Regression Analysis¶
Conbench uses history-aware analysis to avoid treating every pairwise change as a CI failure.
Pairwise Change¶
Pairwise analysis compares a baseline result and contender result directly. It is easy to understand and useful for display, but it can be noisy when a benchmark has natural variance.
Lookback Z-Score¶
Lookback analysis compares the contender against recent historical behavior for the same series. A result is more meaningful when it deviates from the history distribution, not just from one selected baseline value.
CI report status uses lookback z-score regression verdicts as the primary failure signal. Pairwise analysis is still shown in report rows as useful context.
How Lookback Works¶
The analysis starts from the single value summary, or SVS, for each result. SVS
is the measured value on the submitted unit. Conbench applies the unit's
less_is_better setting to the published lookback z-score, so positive z-scores
mean better performance and negative z-scores mean worse performance.
Rolling history is calculated per history fingerprint. The window is the last N distinct commit timestamps, not the last N result rows and not a wall-clock interval. Commits with the same timestamp share one dense-rank window. This keeps retries and multi-machine runs from changing the statistical window just because they submitted more rows.

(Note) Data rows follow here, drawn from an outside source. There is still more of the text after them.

//! pEW for shallow features, where the maxima are too weak to locate.
//!
//! Each boundary point comes from a straight-line fit to the raw flux over a
//! short flank `[x0, x1]`, evaluated at the flank midpoint. The width is then
//! integrated exactly as in [`pew`](crate::features::pew()).

use rand::Rng;
use rand::rngs::StdRng;
use rand_distr::StandardNormal;
use serde::{Deserialize, Serialize};

use crate::domain::{IntervalLayout, IntervalResult, Limits, Measurement, SlotResult};
use crate::error::MeasureError;
use crate::features::{Feature, Locations, check_interval_count, pew, warn_interval};
use crate::math::polyfit;
use crate::math::stats::mean;
use crate::spectrum::Spectrum;
use crate::tools::{ContinuumMode, Dependency, Tool};

#[derive(Debug, Clone, PartialEq, Serialize, Deserialize)]
pub struct ShallowPEwParams {
    pub limits: Vec<Limits>,
    /// `[left x0, left x1, right x0, right x1]` flank bounds per feature.
    pub continua: Vec<Vec<[f64; 4]>>,
}

#[derive(Debug, Clone, Default)]
pub struct ShallowPEw {
    params: Option<ShallowPEwParams>,
}

impl ShallowPEw {
    pub fn new() -> Self {
        Self::default()
    }

    /// Continuum point at the middle of the flank `[x0, xx]`.
    ///
    /// With `rng`, the flank's flux is scaled by one factor `1 + ce * N(0, 1)`.
    fn flank_point(spectrum: &Spectrum, x0: f64, xx: f64, rng: Option<&mut StdRng>) -> Result<(f64, f64), MeasureError> {
        let factor = match rng {
            Some(rng) => {
                let z: f64 = rng.sample(StandardNormal);
                1.0 + spectrum.continuum_error() * z
            }
            None => 1.0,
        };
        let mid = 0.5 * (x0 + xx);
        let sub = spectrum.slice(Some(x0.min(xx)), Some(x0.max(xx)));
        let flux: Vec<f64> = sub.flux.iter().map(|f| f * factor).collect();

        match polyfit(&sub.wave, &flux, None, 1) {
            Ok(line) if sub.len() >= 2 => Ok((mid, line.eval(mid))),
            _ => {
                let (_, f) = spectrum
                    .nearest(mid)
                    .ok_or_else(|| MeasureError::InvalidSpectrum("empty spectrum".into()))?;
                log::debug!("{}: flank [{x0:.2}, {xx:.2}] too short, using nearest sample", Self::NAME);
                Ok((mid, f * factor))
            }
        }
    }
}

impl Tool for ShallowPEw {
    const NAME: &'static str = "width.shallowpew";
    const PARAMETERS: &'static [&'static str] = &["limits", "continua"];
    const DEPENDENCIES: &'static [Dependency] = &[Dependency::SpectrumError];

    type Params = ShallowPEwParams;

    fn parameters(&self) -> Option<&ShallowPEwParams> {
        self.params.as_ref()
    }

    fn store_parameters(&mut self, params: Option<ShallowPEwParams>) {
        self.params = params;
    }
}

impl Feature for ShallowPEw {
    const REPORTS_STDDEV: bool = true;

    fn layout(params: &ShallowPEwParams) -> Vec<IntervalLayout> {
        params
            .limits
            .iter()
            .zip(&params.continua)
            .map(|(l, c)| IntervalLayout { limits: *l, references: vec![None; c.len()] })
            .collect()
    }

    fn measure(
        &mut self,
        spectrum: &Spectrum,
        params: ShallowPEwParams,
        mode: ContinuumMode,
    ) -> Result<Measurement, MeasureError> {
        Self::check_dependencies(spectrum)?;
        check_interval_count(Self::NAME, params.limits.len(), "continua", params.continua.len())?;

        let error = spectrum.error()?;
        let mut rng = mode.rng();
        let mut intervals = Vec::with_capacity(params.limits.len());
        for (i, &limits) in params.limits.iter().enumerate() {
            let mut slots = Vec::with_capacity(params.continua[i].len());
            for c in &params.continua[i] {
                let width = Self::flank_point(spectrum, c[0], c[1], rng.as_mut()).and_then(|p0| {
                    let p1 = Self::flank_point(spectrum, c[2], c[3], rng.as_mut())?;
                    pew(spectrum.wave(), spectrum.flux(), error, p0, p1)
                });
                match width {
                    Ok((value, stddev)) => slots.push(SlotResult {
                        value: Some(value),
                        stddev: Some(stddev),
                        reference: None,
                    }),
                    Err(err) => {
                        warn_interval(Self::NAME, limits, &err);
                        slots.push(SlotResult::default());
                    }
                }
            }
            intervals.push(IntervalResult { limits, slots, quality: None });
        }

        self.set_parameters(params);
        Ok(Measurement { feature: Self::NAME.to_string(), intervals })
    }

    /// Centre of the four flank bounds at the mean flux between the flanks.
    fn locations(&self, spectrum: &Spectrum) -> Result<Locations, MeasureError> {
        let params = self
            .parameters()
            .ok_or_else(|| MeasureError::MissingParameter(format!("{} parameters", Self::NAME)))?;
        Ok(params
            .continua
            .iter()
            .map(|row| {
                row.iter()
                    .map(|c| {
                        let sub = spectrum.slice(Some(c[1]), Some(c[2]));
                        (!sub.is_empty()).then(|| (mean(c), mean(&sub.flux)))
                    })
                    .collect()
            })
            .collect())
    }
}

Conbench ports the legacy pandas behavior intentionally:
- rolling mean and standard deviation skip NaN values,
- standard deviation is sample standard deviation (
ddof=1), - a one-point window has no standard deviation and therefore no z-score,
- outlier and distribution-shift detection use clipped SVS differences before rolling statistics are calculated,
- JSON output uses
nullwhere the old pandas path produced NaN.
The raw intermediate z-score is (SVS - rolling_mean) / rolling_stddev when all
inputs are present and standard deviation is non-zero. For less_is_better
units, Conbench sign-normalizes that value before emitting it and applying
thresholds. Otherwise the row is insufficient.
Thresholds¶
Both pairwise percent change and lookback z-score use strict thresholds. At the
default z threshold of 5.0, a z-score must be less than -5.0 to be a
regression or greater than 5.0 to be an improvement. Exactly -5.0 or 5.0
is not a verdict breach.
Pairwise percent change is useful for magnitude and quick inspection, but it does not make a CI report fail by itself. That avoids failing a new or noisy benchmark before enough history exists for the lookback model.
Row Statuses¶
| Status | Meaning |
|---|---|
regressed |
Lookback analysis indicates a regression. |
improved |
Lookback analysis indicates an improvement. |
stable |
Enough history exists and no regression or improvement is indicated. |
insufficient |
Not enough history exists for z-score analysis. |
errored |
The benchmark result itself contains an error payload. |
missing_baseline |
No comparable baseline result was found. |
not_comparable |
Results differ in a way that prevents comparison. |
skipped CI reports are not failures. They mean Conbench found results, but no
row had enough history for z-score analysis.